Blackbird 6 ReviewBLACKBIRD #6

Writer: Sam Humphries
Artist: Jen Bartel
Colorist: Triona Farrell
Letterer: Jodi Wynne
Publisher: Image Comics, Inc.
Cover Price: $3.99
Release Date: March 13, 2019

Previously in Blackbird: Nina’s mother Gloria is not dead; she is alive – and is a Paragon. Nina runs from her, angry and feeling betrayed. Then she finds out that her sister, whom she thought was taken away, is also a Paragon. Nina gets even angrier and feels she has no one to trust, when Clint shows up and tells her the truth, that a Paragon initiation requires that the die for that magical power. Nina also agrees to go with Clint and talk to his father, Carter. He tells her Gloria wanted them to use spells on her to make her forget, but he’s giving her the option to become a Paragon, if Sharpie the Cat approves. Sharpie has been cursed. Clint lifts the curse, and Sharpie reveals that Nina’s life is a lie, and that she died in the earthquake ten years ago.
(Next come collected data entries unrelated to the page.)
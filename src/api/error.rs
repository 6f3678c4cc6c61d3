use axum::http::StatusCode;
use axum::response::{IntoResponse, Response};
use serde_json::json;

use crate::upstream::FetchError;

use super::types::ValidationError;

#[derive(Debug)]
pub enum ApiError {
    BadRequest(String),
    /// Upstream unreachable or erroring after retries.
    Upstream(String),
    Internal(String),
}

impl IntoResponse for ApiError {
    fn into_response(self) -> Response {
        let (status, body) = match self {
            ApiError::BadRequest(msg) => (StatusCode::BAD_REQUEST, json!({ "error": msg })),
            ApiError::Upstream(msg) => (
                StatusCode::BAD_GATEWAY,
                json!({ "error": msg, "detail": msg }),
            ),
            ApiError::Internal(msg) => (StatusCode::INTERNAL_SERVER_ERROR, json!({ "error": msg })),
        };

        (status, axum::Json(body)).into_response()
    }
}

impl From<FetchError> for ApiError {
    fn from(err: FetchError) -> Self {
        ApiError::Upstream(err.to_string())
    }
}

impl From<ValidationError> for ApiError {
    fn from(err: ValidationError) -> Self {
        ApiError::BadRequest(err.to_string())
    }
}

impl From<anyhow::Error> for ApiError {
    fn from(err: anyhow::Error) -> Self {
        ApiError::Internal(format!("{:#}", err))
    }
}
Now that Nina knows the truth, she intends to confront her mother in Blackbird #6. She wants to hear it firsthand. Iridium Castle, in the hills, looks intimidating. Clint says he has something that will help, and takes her into a liquor store. She adamantly refuses liquid courage, but that’s not Clint’s intent. He built a little hidden place in the store. (The owner, Mr. Sunny, was getting robbed all the time. Using his magic, Clint made a spell generator that makes robbers think they pulled their gun and robbed the place, but they don’t. I think that’s an elegant use of his magic besides being a way to show us more about him as a character.) Clint has big dreams of using magic to help tackle the root causes for people’s desperation, which is a noble and laudable idea. Zon Cabal does not agree, and he hopes that maybe Nina can help him.
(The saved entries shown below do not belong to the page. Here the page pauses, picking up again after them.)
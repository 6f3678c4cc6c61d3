use std::path::PathBuf;
use std::sync::Arc;

use anyhow::{Context, Result};
use clap::Parser;

use option_chain_proxy::api;
use option_chain_proxy::api::types::validate_symbols;
use option_chain_proxy::chain::ChainService;
use option_chain_proxy::config::Config;
use option_chain_proxy::export;

mod cli;

fn main() -> Result<()> {
    dotenvy::dotenv().ok();
    let cli = cli::Cli::parse();

    let mut config = Config::load(cli.config.as_deref())?;
    if let Some(level) = cli.log_level {
        config.logging.level = level;
    }
    config.logging.init()?;

    let rt = tokio::runtime::Runtime::new().context("creating async runtime")?;

    match cli.command {
        cli::Command::Serve { host, port } => {
            if let Some(host) = host {
                config.server.host = host;
            }
            if let Some(port) = port {
                config.server.port = port;
            }
            rt.block_on(api::serve(&config))
        }
        cli::Command::Chain { symbol, expiry } => rt.block_on(async {
            let service = ChainService::new(&config);
            let chain = service
                .get_parsed_chain(&symbol, expiry.as_deref(), None)
                .await?;
            println!("{}", serde_json::to_string_pretty(&chain)?);
            Ok::<(), anyhow::Error>(())
        }),
        cli::Command::Batch {
            symbols,
            expiry,
            concurrency,
        } => rt.block_on(async {
            validate_symbols(&symbols, config.batch.max_symbols)?;
            let service = Arc::new(ChainService::new(&config));
            let concurrency = concurrency.unwrap_or(config.batch.default_concurrency);
            let results = service
                .batch_fetch(&symbols, expiry.as_deref(), concurrency)
                .await;
            println!("{}", serde_json::to_string_pretty(&results)?);
            Ok::<(), anyhow::Error>(())
        }),
        cli::Command::Download {
            symbol,
            expiry,
            output,
        } => rt.block_on(async {
            let service = ChainService::new(&config);
            let chain = service
                .get_parsed_chain(&symbol, expiry.as_deref(), None)
                .await?;
            let path = output.unwrap_or_else(|| {
                PathBuf::from(export::download_filename(&symbol, expiry.as_deref()))
            });
            export::write_chain_csv(&path, &chain)?;
            println!("Wrote {} strikes to {}", chain.calls.len(), path.display());
            Ok::<(), anyhow::Error>(())
        }),
    }
}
But first she has to see her mother. In parting, Clint gives her a gem for a truth spell. And Nina crosses the border, and is dumped at Gloria’s feet. The argument is made flashier and more grandiose with the use of magic, but it is a classic one. Nina feels that all she ever wanted was a mother, and Gloria left her, and left the family to fall apart. Gloria feels that she’s sacrificed everything to protect Nina and to give her a normal life. (At this point, that seems arguable, but she sticks to it.) Gloria tries to make Nina forget, and fails, and Nina casts the truth spell.

On the night of the earthquake, Nina died. Gloria sees the cat, Sharpie, nearby and tells him to call. He magically calls out, and two older Paragons appear – Gloria’s parents. Gloria had left the Cabal – becoming what is called a Blackbird – but with the death of her daughter, she gets drawn back in, asking her parents to initiate Nina to bring her back to life. But she wasn’t ready for it, so it was not a full initiation. She has power, but no control, and Gloria says she must never become a Paragon. This makes no sense to Nina, and we get only the slightest hint of something sinister. Gloria’s parents murdered someone. And there’s talk of the high price to pay to become a Paragon. And there’s the hint that Marisa may somehow be paying the price for saving Nina.

At this point, Gloria boots Nina back out of her territory. Nina talks briefly with the two spirits that Paragons call upon – the Jackal and the Beacon, one dark and one light, and in short order, she becomes a Paragon of Zon Cabal, determined to find her own way and to make her life better. While this is the end of this arc, we are left with the question of what the consequences will be of this decision.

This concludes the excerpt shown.